Amtrak passenger Jim Bickley told Sacramento, Calif., television station KXTV that the tractor-trailer hit the fourth car on the train.

Two of the cars caught fire, Lopez said.

Reno Fire Battalion Chief Tim Spencer said the train fire was under control before 2 p.m. He said one of his fire engines remained at the crash but two other water tenders had left the scene and no other emergency crews had been requested.

Spencer said he continued to receive conflicting reports about the number of injured.

"That is the big question mark," he told The Associated Press. "The fire is under control and it sounds like they don't need any more help. I couldn't see them returning any equipment if there were a significant number of serious injuries."

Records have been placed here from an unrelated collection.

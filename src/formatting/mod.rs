//! Conditional formatting of records.
//!
//! Rules are checked in declaration order and the first matching rule
//! supplies the whole style fragment. Expression rules that fail to parse
//! or evaluate simply don't match.

mod expression;
mod rule;
mod style;

pub use expression::{evaluate_condition, BinaryOp, Expr, ExpressionError};
pub use rule::{ExpressionRule, FieldOperator, FieldRule, FormattingRule, RuleStyle};
pub use style::StyleFragment;

use serde_json::{Map, Value};

/// Evaluate `rules` against one record.
pub fn evaluate(record: &Map<String, Value>, rules: &[FormattingRule]) -> StyleFragment {
    ConditionalFormatter::new(rules).style_for(record)
}

enum CompiledRule<'a> {
    Field(&'a FieldRule),
    Expression {
        rule: &'a ExpressionRule,
        compiled: Result<Expr, ExpressionError>,
    },
}

/// Rule list compiled once per render pass.
pub struct ConditionalFormatter<'a> {
    rules: Vec<CompiledRule<'a>>,
}

impl<'a> ConditionalFormatter<'a> {
    pub fn new(rules: &'a [FormattingRule]) -> Self {
        let rules = rules
            .iter()
            .map(|rule| match rule {
                FormattingRule::Field(field) => CompiledRule::Field(field),
                FormattingRule::Expression(expr) => {
                    let compiled = Expr::parse(&expr.expression);
                    if let Err(err) = &compiled {
                        tracing::debug!(
                            expression = %expr.expression,
                            error = %err,
                            "Formatting expression does not parse; rule will never match"
                        );
                    }
                    CompiledRule::Expression {
                        rule: expr,
                        compiled,
                    }
                }
            })
            .collect();
        Self { rules }
    }

    /// Style of the first matching rule, or an empty fragment.
    pub fn style_for(&self, record: &Map<String, Value>) -> StyleFragment {
        for rule in &self.rules {
            let (matched, style) = match rule {
                CompiledRule::Field(field) => (field.matches(record), &field.style),
                CompiledRule::Expression { rule, compiled } => {
                    let matched = match compiled {
                        Ok(expr) => match expr.eval(record) {
                            Ok(value) => expression::truthy(&value),
                            Err(err) => {
                                tracing::trace!(
                                    expression = %rule.expression,
                                    error = %err,
                                    "Formatting expression failed"
                                );
                                false
                            }
                        },
                        Err(_) => false,
                    };
                    (matched, &rule.style)
                }
            };
            if matched {
                return style.to_fragment();
            }
        }
        StyleFragment::default()
    }
}
const PREFIX: &str = "objectview:view";

/// Storage key for the view-type preference of a list.
///
/// Without `view_id` the key is scoped to the object. Components are
/// escaped, so `(obj, Some(id))` keys never collide with each other or with
/// any object-scoped key.
pub fn view_preference_key(object_name: &str, view_id: Option<&str>) -> String {
    let mut key = format!("{}:{}", PREFIX, escape(object_name));
    if let Some(id) = view_id {
        key.push(':');
        key.push_str(&escape(id));
    }
    key
}

fn escape(component: &str) -> String {
    let mut out = String::with_capacity(component.len());
    for c in component.chars() {
        if c == '\\' || c == ':' {
            out.push('\\');
        }
        out.push(c);
    }
    out
}
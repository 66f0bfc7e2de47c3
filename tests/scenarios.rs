//! End-to-end behaviour across the public modules.

use objectview::config::ListConfig;
use objectview::filter::{
    conditions_from_value, merge_filters, normalize_value, FilterMerger, FilterNode,
};
use objectview::formatting::{evaluate, FormattingRule};
use objectview::ui::navigation::{
    NavigationConfig, NavigationController, NavigationEffect, NavigationMode, NavigationState,
};
use objectview::view::{resolve, PrecedenceChain, ViewOptions, ViewType};
use serde_json::json;

#[test]
fn in_with_single_value_becomes_equality() {
    assert_eq!(
        normalize_value(&json!(["status", "in", ["active"]])),
        json!(["status", "=", "active"])
    );
}

#[test]
fn in_with_several_values_becomes_or_group() {
    assert_eq!(
        normalize_value(&json!(["status", "in", ["active", "pending"]])),
        json!(["or", ["status", "=", "active"], ["status", "=", "pending"]])
    );
}

#[test]
fn base_and_quick_filter_merge_into_and_group() {
    let base = conditions_from_value(&json!([["region", "=", "US"]]));
    let quick = conditions_from_value(&json!([["status", "=", "active"]]));
    let user: Vec<FilterNode> = Vec::new();

    let merged = FilterMerger::new()
        .source("base", &base)
        .source("user", &user)
        .source("quick", &quick)
        .merge()
        .unwrap();
    assert_eq!(
        merged.to_value(),
        json!(["and", ["region", "=", "US"], ["status", "=", "active"]])
    );

    assert_eq!(merge_filters(&[base, user, quick]), Some(merged));
}

#[test]
fn first_matching_formatting_rule_wins() {
    let rules: Vec<FormattingRule> = serde_json::from_value(json!([
        {"field": "amount", "operator": "greater_than", "value": 1000, "backgroundColor": "#fee"},
        {"field": "status", "operator": "equals", "value": "active", "backgroundColor": "#cce"}
    ]))
    .unwrap();
    let record = json!({"amount": 500, "status": "active"})
        .as_object()
        .cloned()
        .unwrap();

    let style = evaluate(&record, &rules);
    assert_eq!(
        serde_json::to_value(&style).unwrap(),
        json!({"backgroundColor": "#cce"})
    );
}

#[test]
fn new_window_click_opens_record_url() {
    let mut nav = NavigationController::new(
        "orders",
        Some(NavigationConfig::with_mode(NavigationMode::NewWindow)),
    );
    let record = json!({"id": "42"}).as_object().cloned().unwrap();

    assert_eq!(
        nav.record_click(record),
        Some(NavigationEffect::OpenUrl("/orders/42".to_string()))
    );
    assert_eq!(nav.state(), &NavigationState::Idle);
}

#[test]
fn kanban_without_group_field_uses_status() {
    let list = ListConfig::new("tasks");
    let resolved = resolve(ViewType::Kanban, &PrecedenceChain::new(&list));
    let ViewOptions::Kanban(options) = resolved.options else {
        panic!("expected kanban options");
    };
    assert_eq!(options.group_field, "status");
}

Amtrak said anyone with questions about the passengers could call 800-523-9101.

"We are saddened by any injury and appreciate the emergency response by local and state agencies," Amtrak said in a statement.

The National Transportation Safety Board said its investigators were on the way to the scene.

The accident shut down a section of U.S. 95 between Interstate 80 and Fallon. The tracks cross the highway about three miles south of I-80 in the heart of the Forty-Mile Desert, which was considered one of the deadliest sections of the entire overland journey by California-bound, covered-wagon pioneers in the 19th century.